Look for the line containing "impl<'a, 'r> From<FakeNodePair<'a, 'r>>" in the listing below; from there, output every line exactly, the last one included.
#### Available data ####
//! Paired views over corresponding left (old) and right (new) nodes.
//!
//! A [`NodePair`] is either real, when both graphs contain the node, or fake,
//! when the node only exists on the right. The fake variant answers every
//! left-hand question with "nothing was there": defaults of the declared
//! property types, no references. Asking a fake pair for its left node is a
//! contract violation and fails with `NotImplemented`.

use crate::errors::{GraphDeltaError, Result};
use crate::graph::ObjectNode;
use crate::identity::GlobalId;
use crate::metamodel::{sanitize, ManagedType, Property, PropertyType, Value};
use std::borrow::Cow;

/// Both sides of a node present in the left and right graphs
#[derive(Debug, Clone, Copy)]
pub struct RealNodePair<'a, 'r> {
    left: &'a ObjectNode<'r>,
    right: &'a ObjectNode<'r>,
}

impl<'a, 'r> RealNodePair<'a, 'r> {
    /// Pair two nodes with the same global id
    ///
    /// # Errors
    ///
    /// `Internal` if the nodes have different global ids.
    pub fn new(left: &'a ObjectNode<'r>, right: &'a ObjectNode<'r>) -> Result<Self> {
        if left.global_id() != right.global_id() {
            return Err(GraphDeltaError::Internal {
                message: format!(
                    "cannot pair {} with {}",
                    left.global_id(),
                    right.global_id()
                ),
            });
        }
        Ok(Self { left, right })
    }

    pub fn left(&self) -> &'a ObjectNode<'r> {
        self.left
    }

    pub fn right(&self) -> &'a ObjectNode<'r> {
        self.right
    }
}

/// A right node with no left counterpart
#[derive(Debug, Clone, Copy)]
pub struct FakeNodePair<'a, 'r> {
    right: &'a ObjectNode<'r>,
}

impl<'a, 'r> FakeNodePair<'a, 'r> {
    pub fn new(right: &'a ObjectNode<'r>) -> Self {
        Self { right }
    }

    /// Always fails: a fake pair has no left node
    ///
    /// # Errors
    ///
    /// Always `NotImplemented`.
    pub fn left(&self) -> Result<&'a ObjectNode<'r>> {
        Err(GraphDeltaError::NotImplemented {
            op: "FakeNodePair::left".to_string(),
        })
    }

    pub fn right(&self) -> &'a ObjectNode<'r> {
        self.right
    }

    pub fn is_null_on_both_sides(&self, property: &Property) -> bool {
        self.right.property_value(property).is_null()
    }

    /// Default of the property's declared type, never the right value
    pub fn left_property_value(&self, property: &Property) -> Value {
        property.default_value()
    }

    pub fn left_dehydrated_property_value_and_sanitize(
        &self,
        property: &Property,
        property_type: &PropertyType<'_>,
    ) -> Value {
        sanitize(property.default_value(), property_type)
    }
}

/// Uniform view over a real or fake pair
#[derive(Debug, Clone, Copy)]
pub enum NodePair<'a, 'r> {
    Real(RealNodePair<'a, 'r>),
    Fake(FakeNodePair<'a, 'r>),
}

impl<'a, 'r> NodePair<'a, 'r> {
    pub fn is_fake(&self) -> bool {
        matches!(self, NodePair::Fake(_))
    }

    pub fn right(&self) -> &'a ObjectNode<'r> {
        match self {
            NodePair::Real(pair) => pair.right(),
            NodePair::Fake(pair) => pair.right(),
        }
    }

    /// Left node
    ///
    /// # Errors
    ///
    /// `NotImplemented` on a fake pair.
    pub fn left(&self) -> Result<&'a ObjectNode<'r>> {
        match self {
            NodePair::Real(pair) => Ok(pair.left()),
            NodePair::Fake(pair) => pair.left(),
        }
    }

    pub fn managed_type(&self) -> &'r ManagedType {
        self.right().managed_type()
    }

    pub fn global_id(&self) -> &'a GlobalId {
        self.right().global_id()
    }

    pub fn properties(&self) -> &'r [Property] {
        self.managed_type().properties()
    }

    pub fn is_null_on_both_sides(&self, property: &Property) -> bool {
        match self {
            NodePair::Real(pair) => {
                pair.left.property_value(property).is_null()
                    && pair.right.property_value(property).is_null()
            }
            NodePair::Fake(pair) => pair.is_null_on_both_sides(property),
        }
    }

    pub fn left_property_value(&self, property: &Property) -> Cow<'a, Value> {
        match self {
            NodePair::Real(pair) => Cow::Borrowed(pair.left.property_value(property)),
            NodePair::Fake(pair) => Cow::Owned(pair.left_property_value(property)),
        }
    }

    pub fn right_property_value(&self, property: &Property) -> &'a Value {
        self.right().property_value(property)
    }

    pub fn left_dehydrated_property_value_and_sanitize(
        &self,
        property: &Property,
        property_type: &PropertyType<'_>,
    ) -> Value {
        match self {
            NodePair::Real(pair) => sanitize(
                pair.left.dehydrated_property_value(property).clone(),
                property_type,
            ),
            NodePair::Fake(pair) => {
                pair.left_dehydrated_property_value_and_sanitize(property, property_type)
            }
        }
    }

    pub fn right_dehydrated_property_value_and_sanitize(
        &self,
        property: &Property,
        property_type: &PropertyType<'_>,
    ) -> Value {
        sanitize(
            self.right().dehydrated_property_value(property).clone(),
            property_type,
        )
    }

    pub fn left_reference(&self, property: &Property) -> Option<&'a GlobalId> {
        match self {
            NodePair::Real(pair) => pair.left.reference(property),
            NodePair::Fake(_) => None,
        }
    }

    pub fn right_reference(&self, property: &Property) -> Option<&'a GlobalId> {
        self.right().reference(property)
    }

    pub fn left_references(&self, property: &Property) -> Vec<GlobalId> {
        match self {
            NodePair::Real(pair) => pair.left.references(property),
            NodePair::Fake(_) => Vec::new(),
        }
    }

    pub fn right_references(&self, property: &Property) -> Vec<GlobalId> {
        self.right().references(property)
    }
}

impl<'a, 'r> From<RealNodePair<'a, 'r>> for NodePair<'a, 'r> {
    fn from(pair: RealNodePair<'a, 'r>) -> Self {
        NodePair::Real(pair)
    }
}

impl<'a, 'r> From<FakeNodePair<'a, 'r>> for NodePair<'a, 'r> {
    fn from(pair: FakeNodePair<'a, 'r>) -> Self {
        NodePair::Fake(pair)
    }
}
####
_Response area_
impl<'a, 'r> From<FakeNodePair<'a, 'r>> for NodePair<'a, 'r> {
    fn from(pair: FakeNodePair<'a, 'r>) -> Self {
        NodePair::Fake(pair)
    }
}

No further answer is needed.